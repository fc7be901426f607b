//! Bucketed, bitmap-indexed price ladder.
//!
//! Each side is a contiguous index space of `NUM_LEVELS` price slots,
//! grouped into fixed-size buckets of [`BUCKET_SIZE`] slots. A bucket
//! carries its own 64-bit-word bitmap of active offsets; a per-side
//! summary bitmap marks which buckets are non-empty, so `best_bid_idx`/
//! `best_ask_idx` can skip straight to the first word with a set bit
//! instead of scanning every level.

use crate::core::types::{Price, Qty, Side};
use crate::data::types::{MarketData, MdType};

pub const BUCKET_SIZE: usize = 4096;
const WORDS_PER_BUCKET: usize = BUCKET_SIZE / 64;

struct Bucket {
    qty: Box<[i64; BUCKET_SIZE]>,
    bitmap: [u64; WORDS_PER_BUCKET],
    active_count: u32,
}

impl Bucket {
    fn new() -> Box<Self> {
        Box::new(Self {
            qty: Box::new([0i64; BUCKET_SIZE]),
            bitmap: [0u64; WORDS_PER_BUCKET],
            active_count: 0,
        })
    }

    #[inline]
    fn set(&mut self, offset: usize, qty: i64) {
        let was_active = self.is_active(offset);
        self.qty[offset] = qty;
        let word = offset / 64;
        let bit = offset % 64;
        self.bitmap[word] |= 1u64 << bit;
        if !was_active {
            self.active_count += 1;
        }
    }

    #[inline]
    fn clear(&mut self, offset: usize) {
        if self.is_active(offset) {
            self.active_count -= 1;
        }
        self.qty[offset] = 0;
        let word = offset / 64;
        let bit = offset % 64;
        self.bitmap[word] &= !(1u64 << bit);
    }

    #[inline]
    fn is_active(&self, offset: usize) -> bool {
        let word = offset / 64;
        let bit = offset % 64;
        (self.bitmap[word] >> bit) & 1 == 1
    }

    fn is_empty(&self) -> bool {
        self.active_count == 0
    }
}

/// Cached best bid/offer, kept in sync with every book mutation (I2).
#[derive(Debug, Clone, Copy, PartialEq, Default)]
pub struct Bbo {
    pub bid_price: Price,
    pub ask_price: Price,
    pub bid_qty: Qty,
    pub ask_qty: Qty,
}

struct SideLadder {
    buckets: Vec<Option<Box<Bucket>>>,
    summary: Vec<u64>,
}

impl SideLadder {
    fn new(bucket_count: usize) -> Self {
        let summary_words = bucket_count.div_ceil(64);
        Self {
            buckets: (0..bucket_count).map(|_| None).collect(),
            summary: vec![0u64; summary_words],
        }
    }

    fn set_summary_bit(&mut self, bucket_idx: usize) {
        self.summary[bucket_idx / 64] |= 1u64 << (bucket_idx % 64);
    }

    fn clear_summary_bit(&mut self, bucket_idx: usize) {
        self.summary[bucket_idx / 64] &= !(1u64 << (bucket_idx % 64));
    }

    fn write(&mut self, index: usize, qty: i64) {
        let bucket_idx = index / BUCKET_SIZE;
        let offset = index % BUCKET_SIZE;
        if self.buckets[bucket_idx].is_none() {
            self.buckets[bucket_idx] = Some(Bucket::new());
        }
        let bucket = self.buckets[bucket_idx].as_mut().unwrap();
        bucket.set(offset, qty);
        self.set_summary_bit(bucket_idx);
    }

    fn cancel(&mut self, index: usize) {
        let bucket_idx = index / BUCKET_SIZE;
        let offset = index % BUCKET_SIZE;
        let Some(bucket) = self.buckets[bucket_idx].as_mut() else {
            return;
        };
        bucket.clear(offset);
        if bucket.is_empty() {
            self.buckets[bucket_idx] = None;
            self.clear_summary_bit(bucket_idx);
        }
    }

    fn qty_at(&self, index: usize) -> i64 {
        let bucket_idx = index / BUCKET_SIZE;
        let offset = index % BUCKET_SIZE;
        self.buckets[bucket_idx]
            .as_ref()
            .map(|b| if b.is_active(offset) { b.qty[offset] } else { 0 })
            .unwrap_or(0)
    }

    fn is_active(&self, index: usize) -> bool {
        let bucket_idx = index / BUCKET_SIZE;
        let offset = index % BUCKET_SIZE;
        self.buckets[bucket_idx]
            .as_ref()
            .map(|b| b.is_active(offset))
            .unwrap_or(false)
    }

    fn clear_all(&mut self) {
        for b in self.buckets.iter_mut() {
            *b = None;
        }
        for w in self.summary.iter_mut() {
            *w = 0;
        }
    }

    /// Lowest active index ≥ the ladder's start (ask side "best").
    fn lowest_active(&self) -> Option<usize> {
        for (word_idx, word) in self.summary.iter().enumerate() {
            if *word == 0 {
                continue;
            }
            let bucket_idx = word_idx * 64 + word.trailing_zeros() as usize;
            if let Some(idx) = self.lowest_active_in_bucket(bucket_idx) {
                return Some(idx);
            }
        }
        None
    }

    /// Highest active index (bid side "best").
    fn highest_active(&self) -> Option<usize> {
        for (word_idx, word) in self.summary.iter().enumerate().rev() {
            if *word == 0 {
                continue;
            }
            let bucket_idx = word_idx * 64 + (63 - word.leading_zeros() as usize);
            if let Some(idx) = self.highest_active_in_bucket(bucket_idx) {
                return Some(idx);
            }
        }
        None
    }

    fn lowest_active_in_bucket(&self, bucket_idx: usize) -> Option<usize> {
        let bucket = self.buckets[bucket_idx].as_ref()?;
        for (w, word) in bucket.bitmap.iter().enumerate() {
            if *word != 0 {
                let bit = word.trailing_zeros() as usize;
                return Some(bucket_idx * BUCKET_SIZE + w * 64 + bit);
            }
        }
        None
    }

    fn highest_active_in_bucket(&self, bucket_idx: usize) -> Option<usize> {
        let bucket = self.buckets[bucket_idx].as_ref()?;
        for (w, word) in bucket.bitmap.iter().enumerate().rev() {
            if *word != 0 {
                let bit = 63 - word.leading_zeros() as usize;
                return Some(bucket_idx * BUCKET_SIZE + w * 64 + bit);
            }
        }
        None
    }
}

/// Per-(ticker, side-pair) price ladder.
pub struct OrderBook {
    min_price_int: i64,
    max_price_int: i64,
    bids: SideLadder,
    asks: SideLadder,
    bbo: Bbo,
}

impl OrderBook {
    pub fn new(min_price_int: i64, max_price_int: i64) -> Self {
        let num_levels = (max_price_int - min_price_int + 1).max(1) as usize;
        let bucket_count = num_levels.div_ceil(BUCKET_SIZE);
        Self {
            min_price_int,
            max_price_int,
            bids: SideLadder::new(bucket_count),
            asks: SideLadder::new(bucket_count),
            bbo: Bbo::default(),
        }
    }

    pub fn bbo(&self) -> Bbo {
        self.bbo
    }

    fn price_to_index(&self, price: Price) -> Option<usize> {
        let ticks = price.raw();
        if ticks < self.min_price_int || ticks > self.max_price_int {
            return None;
        }
        Some((ticks - self.min_price_int) as usize)
    }

    fn index_to_price(&self, index: usize) -> Price {
        Price::from_raw(self.min_price_int + index as i64)
    }

    fn ladder_mut(&mut self, side: Side) -> &mut SideLadder {
        match side {
            Side::Buy => &mut self.bids,
            _ => &mut self.asks,
        }
    }

    fn ladder(&self, side: Side) -> &SideLadder {
        match side {
            Side::Buy => &self.bids,
            _ => &self.asks,
        }
    }

    /// Apply one event and keep the BBO current.
    pub fn on_update(&mut self, event: &MarketData) {
        match event.kind {
            MdType::Clear => self.clear(),
            MdType::Add | MdType::Modify => self.add_or_modify(event),
            MdType::Cancel => self.cancel(event),
            MdType::Trade => self.apply_trade(event),
            MdType::BookTicker => self.apply_book_ticker(event),
        }
    }

    fn clear(&mut self) {
        self.bids.clear_all();
        self.asks.clear_all();
        self.bbo = Bbo::default();
    }

    fn add_or_modify(&mut self, event: &MarketData) {
        let Some(index) = self.price_to_index(event.price) else {
            tracing::error!(price = event.price.raw(), "orderbook: price out of range, dropping");
            return;
        };
        if event.qty.raw() <= 0 {
            self.cancel_at(event.side, index);
            return;
        }
        self.ladder_mut(event.side).write(index, event.qty.raw());
        self.refresh_best(event.side);
    }

    fn cancel(&mut self, event: &MarketData) {
        let Some(index) = self.price_to_index(event.price) else {
            return;
        };
        self.cancel_at(event.side, index);
    }

    fn cancel_at(&mut self, side: Side, index: usize) {
        self.ladder_mut(side).cancel(index);
        self.refresh_best(side);
    }

    fn apply_trade(&mut self, event: &MarketData) {
        let Some(index) = self.price_to_index(event.price) else {
            return;
        };
        let ladder = self.ladder_mut(event.side);
        let remaining = ladder.qty_at(index) - event.qty.raw();
        if remaining <= 0 {
            self.cancel_at(event.side, index);
        } else {
            self.ladder_mut(event.side).write(index, remaining);
            self.refresh_best(event.side);
        }
    }

    fn apply_book_ticker(&mut self, event: &MarketData) {
        match event.side {
            Side::Buy => {
                self.bbo.bid_price = event.price;
                self.bbo.bid_qty = event.qty;
            }
            Side::Sell => {
                self.bbo.ask_price = event.price;
                self.bbo.ask_qty = event.qty;
            }
            _ => {}
        }
    }

    fn refresh_best(&mut self, side: Side) {
        match side {
            Side::Buy => {
                if let Some(idx) = self.bids.highest_active() {
                    self.bbo.bid_price = self.index_to_price(idx);
                    self.bbo.bid_qty = Qty::from_raw(self.bids.qty_at(idx));
                } else {
                    self.bbo.bid_price = Price::default();
                    self.bbo.bid_qty = Qty::default();
                }
            }
            _ => {
                if let Some(idx) = self.asks.lowest_active() {
                    self.bbo.ask_price = self.index_to_price(idx);
                    self.bbo.ask_qty = Qty::from_raw(self.asks.qty_at(idx));
                } else {
                    self.bbo.ask_price = Price::default();
                    self.bbo.ask_qty = Qty::default();
                }
            }
        }
    }

    pub fn best_bid_idx(&self) -> Option<usize> {
        self.bids.highest_active()
    }

    pub fn best_ask_idx(&self) -> Option<usize> {
        self.asks.lowest_active()
    }

    /// Next active index starting from `from`, walking away from best
    /// (downward for bids, upward for asks).
    pub fn next_active_idx(&self, side: Side, from: usize) -> Option<usize> {
        let ladder = self.ladder(side);
        match side {
            Side::Buy => (0..from).rev().find(|&i| ladder.is_active(i)),
            _ => {
                let num_levels = (self.max_price_int - self.min_price_int + 1) as usize;
                (from + 1..num_levels).find(|&i| ladder.is_active(i))
            }
        }
    }

    /// Fill `out` with up to N `(index, qty_raw, price_raw)` tuples
    /// walking outward from best.
    pub fn peek_levels_with_qty(&self, side: Side, n: usize, out: &mut Vec<(usize, i64, i64)>) {
        out.clear();
        let ladder = self.ladder(side);
        let mut cur = match side {
            Side::Buy => ladder.highest_active(),
            _ => ladder.lowest_active(),
        };
        while let Some(idx) = cur {
            if out.len() >= n {
                break;
            }
            out.push((idx, ladder.qty_at(idx), self.index_to_price(idx).raw()));
            cur = self.next_active_idx(side, idx);
        }
    }

    /// Zero-allocation quantity-only variant used by OBI calculations.
    pub fn peek_qty(&self, side: Side, n: usize, qty_out: &mut [i64], idx_out: &mut [usize]) -> usize {
        let ladder = self.ladder(side);
        let mut cur = match side {
            Side::Buy => ladder.highest_active(),
            _ => ladder.lowest_active(),
        };
        let mut count = 0;
        while let Some(idx) = cur {
            if count >= n || count >= qty_out.len() || count >= idx_out.len() {
                break;
            }
            qty_out[count] = ladder.qty_at(idx);
            idx_out[count] = idx;
            count += 1;
            cur = self.next_active_idx(side, idx);
        }
        count
    }
}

+++

From the entries, report each line that includes the word "asks".

    asks: SideLadder,
            asks: SideLadder::new(bucket_count),
            _ => &mut self.asks,
            _ => &self.asks,
        self.asks.clear_all();
                if let Some(idx) = self.asks.lowest_active() {
                    self.bbo.ask_qty = Qty::from_raw(self.asks.qty_at(idx));
        self.asks.lowest_active()
    /// (downward for bids, upward for asks).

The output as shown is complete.